● Activity
Search the data below for "Serialize"; list each line that holds it.

[Records drawn from a dataset]
=====
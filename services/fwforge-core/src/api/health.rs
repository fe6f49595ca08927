//! Liveness/readiness endpoints. The request-intake API itself is out
//! of scope (spec §1); this is only what an orchestration layer needs
//! to know the factory is alive.

use axum::{extract::State, http::StatusCode, response::IntoResponse, routing::get, Json, Router};
use chrono::Utc;
use serde::Serialize;

use crate::state::AppState;

#[derive(Debug, Serialize)]
pub struct HealthResponse {
    pub status: String,
    pub service: String,
    pub version: String,
    pub timestamp: String,
}

pub fn routes() -> Router<AppState> {
    Router::new()
        .route("/healthz", get(healthz))
        .route("/readyz", get(readyz))
}

async fn healthz() -> impl IntoResponse {
    Json(HealthResponse {
        status: "ok".to_string(),
        service: "fwforge-core".to_string(),
        version: env!("CARGO_PKG_VERSION").to_string(),
        timestamp: Utc::now().to_rfc3339(),
    })
}

async fn readyz(State(state): State<AppState>) -> impl IntoResponse {
    let db_ok = state.db().health_check().await.is_ok();
    let response = Json(HealthResponse {
        status: if db_ok { "ok" } else { "degraded" }.to_string(),
        service: "fwforge-core".to_string(),
        version: env!("CARGO_PKG_VERSION").to_string(),
        timestamp: Utc::now().to_rfc3339(),
    });

    if db_ok {
        (StatusCode::OK, response)
    } else {
        (StatusCode::SERVICE_UNAVAILABLE, response)
    }
}

#[cfg(test)]
mod tests {
    use super::*;

    #[tokio::test]
    async fn healthz_returns_ok() {
        let response = healthz().await.into_response();
        assert_eq!(response.status(), StatusCode::OK);
    }
}
//! Collector: reclaims outdated images, manifests, and stale request
//! rows on a periodic sweep (spec §4.C/§5, grounded on
//! `original_source/worker.py`'s `GarbageCollector`).

use std::sync::Arc;
use std::time::Duration;

use tokio::sync::watch;
use tracing::{error, info, instrument};

use fwforge_store::ArtifactStore;

use crate::db::{ReclaimableImage, RequestTier};

#[derive(Debug, Clone)]
pub struct CollectorConfig {
    pub interval: Duration,
    pub snapshot_ttl_hours: i64,
    pub custom_image_ttl_days: i64,
    pub stale_request_ttl_days: i64,
}

pub struct Collector {
    request_tier: Arc<dyn RequestTier>,
    store: ArtifactStore,
    config: CollectorConfig,
}

impl Collector {
    #[must_use]
    pub fn new(request_tier: Arc<dyn RequestTier>, store: ArtifactStore, config: CollectorConfig) -> Self {
        Self {
            request_tier,
            store,
            config,
        }
    }

    #[instrument(skip(self, shutdown))]
    pub async fn run(&self, mut shutdown: watch::Receiver<bool>) {
        info!(
            interval_secs = self.config.interval.as_secs(),
            "starting collector"
        );

        let mut interval = tokio::time::interval(self.config.interval);
        interval.tick().await;

        loop {
            tokio::select! {
                _ = interval.tick() => {
                    self.sweep().await;
                }
                _ = shutdown.changed() => {
                    if *shutdown.borrow() {
                        info!("collector shutting down");
                        break;
                    }
                }
            }
        }
    }

    async fn sweep(&self) {
        match self.request_tier.get_outdated_snapshots(self.config.snapshot_ttl_hours).await {
            Ok(images) => {
                let count = images.len();
                for image in images {
                    self.reclaim_image(image).await;
                }
                if count > 0 {
                    info!(count, "reclaimed outdated snapshot images");
                }
            }
            Err(e) => error!(error = %e, "failed to list outdated snapshots"),
        }

        match self.request_tier.get_outdated_customs(self.config.custom_image_ttl_days).await {
            Ok(images) => {
                let count = images.len();
                for image in images {
                    self.reclaim_image(image).await;
                }
                if count > 0 {
                    info!(count, "reclaimed outdated custom images");
                }
            }
            Err(e) => error!(error = %e, "failed to list outdated custom images"),
        }

        match self.request_tier.get_outdated_manifests().await {
            Ok(manifests) => {
                let count = manifests.len();
                for manifest in manifests {
                    if let Err(e) = self.request_tier.del_manifest(&manifest.manifest_hash).await {
                        error!(error = %e, manifest_hash = %manifest.manifest_hash, "failed to delete outdated manifest");
                    }
                }
                if count > 0 {
                    info!(count, "reclaimed outdated manifests");
                }
            }
            Err(e) => error!(error = %e, "failed to list outdated manifests"),
        }

        match self.request_tier.del_outdated_request(self.config.stale_request_ttl_days).await {
            Ok(count) if count > 0 => info!(count, "reclaimed stale request rows"),
            Ok(_) => {}
            Err(e) => error!(error = %e, "failed to reclaim stale request rows"),
        }
    }

    async fn reclaim_image(&self, image: ReclaimableImage) {
        if let Err(e) = self.request_tier.del_image(&image.image_hash).await {
            error!(error = %e, image_hash = %image.image_hash, "failed to delete image row");
        }
        if let Err(e) = self
            .store
            .delete_image_dir(std::path::Path::new(&image.directory))
            .await
        {
            error!(error = %e, directory = %image.directory, "failed to delete image directory");
        }
    }
}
=====
● Exercise solution
use serde::Serialize;
#[derive(Debug, Serialize)]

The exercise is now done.